Segment Open

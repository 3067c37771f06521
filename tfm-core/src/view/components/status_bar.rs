//! src/view/components/status_bar.rs
//!
//! Bottom rows: disk usage, the clickable key hints with the transient
//! message over their right end, and the update button.

use ratatui::{
    prelude::*,
    widgets::{Block, Borders, Clear, Paragraph, Widget},
};

use crate::{
    controller::pointer::{HELP_RESERVED_COLUMNS, hot_words, visible_help},
    drives::usage::DiskUsage,
    model::ui_state::Notification,
    view::{layout::ScreenLayout, theme},
};

const USAGE_BAR_CELLS: usize = 20;

pub struct StatusBar;

impl StatusBar {
    pub fn render(
        frame: &mut Frame<'_>,
        layout: &ScreenLayout,
        usage: Option<&DiskUsage>,
        notification: Option<&Notification>,
    ) {
        Self::render_disk_line(frame, layout.disk_line, usage);
        Self::render_hints(frame, layout.status_line);
        if let Some(notification) = notification {
            Self::render_notification(frame, layout.status_line, notification);
        }
        Self::render_update_button(frame, layout.update_button);
    }

    fn render_disk_line(frame: &mut Frame<'_>, area: Rect, usage: Option<&DiskUsage>) {
        if area.height == 0 {
            return;
        }
        let line = match usage {
            Some(usage) => Line::from(vec![
                Span::styled(format!("{} ", usage.mount_point.display()), theme::label_style()),
                Span::styled(usage.summary(USAGE_BAR_CELLS), theme::panel_style()),
            ]),
            None => Line::styled("Disk usage unavailable", theme::hint_style()),
        };
        Paragraph::new(line)
            .style(theme::panel_style())
            .render(area, frame.buffer_mut());
    }

    /// Key letter highlighted, the rest dimmed; the columns match what
    /// `hot_words` reports for clicks.
    fn render_hints(frame: &mut Frame<'_>, area: Rect) {
        if area.height == 0 {
            return;
        }
        let help = visible_help(area.width);
        let mut spans = Vec::new();
        let mut drawn = 0usize;

        for word in hot_words(area.x, area.width) {
            let start = usize::from(word.columns.start - area.x);
            let end = usize::from(word.columns.end - area.x);
            if start > drawn {
                spans.push(Span::raw(&help[drawn..start]));
            }
            let token = &help[start..end];
            let split = token.char_indices().nth(1).map_or(token.len(), |(i, _)| i);
            spans.push(Span::styled(&token[..split], theme::hot_key_style()));
            spans.push(Span::styled(&token[split..], theme::hint_style()));
            drawn = end;
        }
        if drawn < help.len() {
            spans.push(Span::styled(&help[drawn..], theme::hint_style()));
        }

        Paragraph::new(Line::from(spans))
            .style(theme::panel_style())
            .render(area, frame.buffer_mut());
    }

    /// Right-aligned, ending where the reserved columns begin.
    fn render_notification(frame: &mut Frame<'_>, area: Rect, notification: &Notification) {
        let room = area.width.saturating_sub(HELP_RESERVED_COLUMNS);
        if room == 0 || area.height == 0 {
            return;
        }
        let message: String = notification.message.chars().take(usize::from(room)).collect();
        let width = (message.chars().count() as u16).min(room);
        let target = Rect::new(area.x + room - width, area.y, width, 1);

        frame.render_widget(Clear, target);
        Paragraph::new(message)
            .style(theme::notification_style(notification.level))
            .render(target, frame.buffer_mut());
    }

    fn render_update_button(frame: &mut Frame<'_>, area: Rect) {
        if area.width < 3 || area.height < 3 {
            return;
        }
        frame.render_widget(Clear, area);
        Paragraph::new("U: Check Update")
            .alignment(Alignment::Center)
            .style(theme::button_style())
            .block(
                Block::default()
                    .borders(Borders::ALL)
                    .border_style(theme::button_style()),
            )
            .render(area, frame.buffer_mut());
    }
}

Segment Closed

WORK TO COMPLETE
Output the records above in full, with nothing altered.

TASK RESULT
repository 3067c37771f06521
filename tfm-core/src/view/components/status_bar.rs
//! src/view/components/status_bar.rs
//!
//! Bottom rows: disk usage, the clickable key hints with the transient
//! message over their right end, and the update button.

use ratatui::{
    prelude::*,
    widgets::{Block, Borders, Clear, Paragraph, Widget},
};

use crate::{
    controller::pointer::{HELP_RESERVED_COLUMNS, hot_words, visible_help},
    drives::usage::DiskUsage,
    model::ui_state::Notification,
    view::{layout::ScreenLayout, theme},
};

const USAGE_BAR_CELLS: usize = 20;

pub struct StatusBar;

impl StatusBar {
    pub fn render(
        frame: &mut Frame<'_>,
        layout: &ScreenLayout,
        usage: Option<&DiskUsage>,
        notification: Option<&Notification>,
    ) {
        Self::render_disk_line(frame, layout.disk_line, usage);
        Self::render_hints(frame, layout.status_line);
        if let Some(notification) = notification {
            Self::render_notification(frame, layout.status_line, notification);
        }
        Self::render_update_button(frame, layout.update_button);
    }

    fn render_disk_line(frame: &mut Frame<'_>, area: Rect, usage: Option<&DiskUsage>) {
        if area.height == 0 {
            return;
        }
        let line = match usage {
            Some(usage) => Line::from(vec![
                Span::styled(format!("{} ", usage.mount_point.display()), theme::label_style()),
                Span::styled(usage.summary(USAGE_BAR_CELLS), theme::panel_style()),
            ]),
            None => Line::styled("Disk usage unavailable", theme::hint_style()),
        };
        Paragraph::new(line)
            .style(theme::panel_style())
            .render(area, frame.buffer_mut());
    }

    /// Key letter highlighted, the rest dimmed; the columns match what
    /// `hot_words` reports for clicks.
    fn render_hints(frame: &mut Frame<'_>, area: Rect) {
        if area.height == 0 {
            return;
        }
        let help = visible_help(area.width);
        let mut spans = Vec::new();
        let mut drawn = 0usize;

        for word in hot_words(area.x, area.width) {
            let start = usize::from(word.columns.start - area.x);
            let end = usize::from(word.columns.end - area.x);
            if start > drawn {
                spans.push(Span::raw(&help[drawn..start]));
            }
            let token = &help[start..end];
            let split = token.char_indices().nth(1).map_or(token.len(), |(i, _)| i);
            spans.push(Span::styled(&token[..split], theme::hot_key_style()));
            spans.push(Span::styled(&token[split..], theme::hint_style()));
            drawn = end;
        }
        if drawn < help.len() {
            spans.push(Span::styled(&help[drawn..], theme::hint_style()));
        }

        Paragraph::new(Line::from(spans))
            .style(theme::panel_style())
            .render(area, frame.buffer_mut());
    }

    /// Right-aligned, ending where the reserved columns begin.
    fn render_notification(frame: &mut Frame<'_>, area: Rect, notification: &Notification) {
        let room = area.width.saturating_sub(HELP_RESERVED_COLUMNS);
        if room == 0 || area.height == 0 {
            return;
        }
        let message: String = notification.message.chars().take(usize::from(room)).collect();
        let width = (message.chars().count() as u16).min(room);
        let target = Rect::new(area.x + room - width, area.y, width, 1);

        frame.render_widget(Clear, target);
        Paragraph::new(message)
            .style(theme::notification_style(notification.level))
            .render(target, frame.buffer_mut());
    }

    fn render_update_button(frame: &mut Frame<'_>, area: Rect) {
        if area.width < 3 || area.height < 3 {
            return;
        }
        frame.render_widget(Clear, area);
        Paragraph::new("U: Check Update")
            .alignment(Alignment::Center)
            .style(theme::button_style())
            .block(
                Block::default()
                    .borders(Borders::ALL)
                    .border_style(theme::button_style()),
            )
            .render(area, frame.buffer_mut());
    }
}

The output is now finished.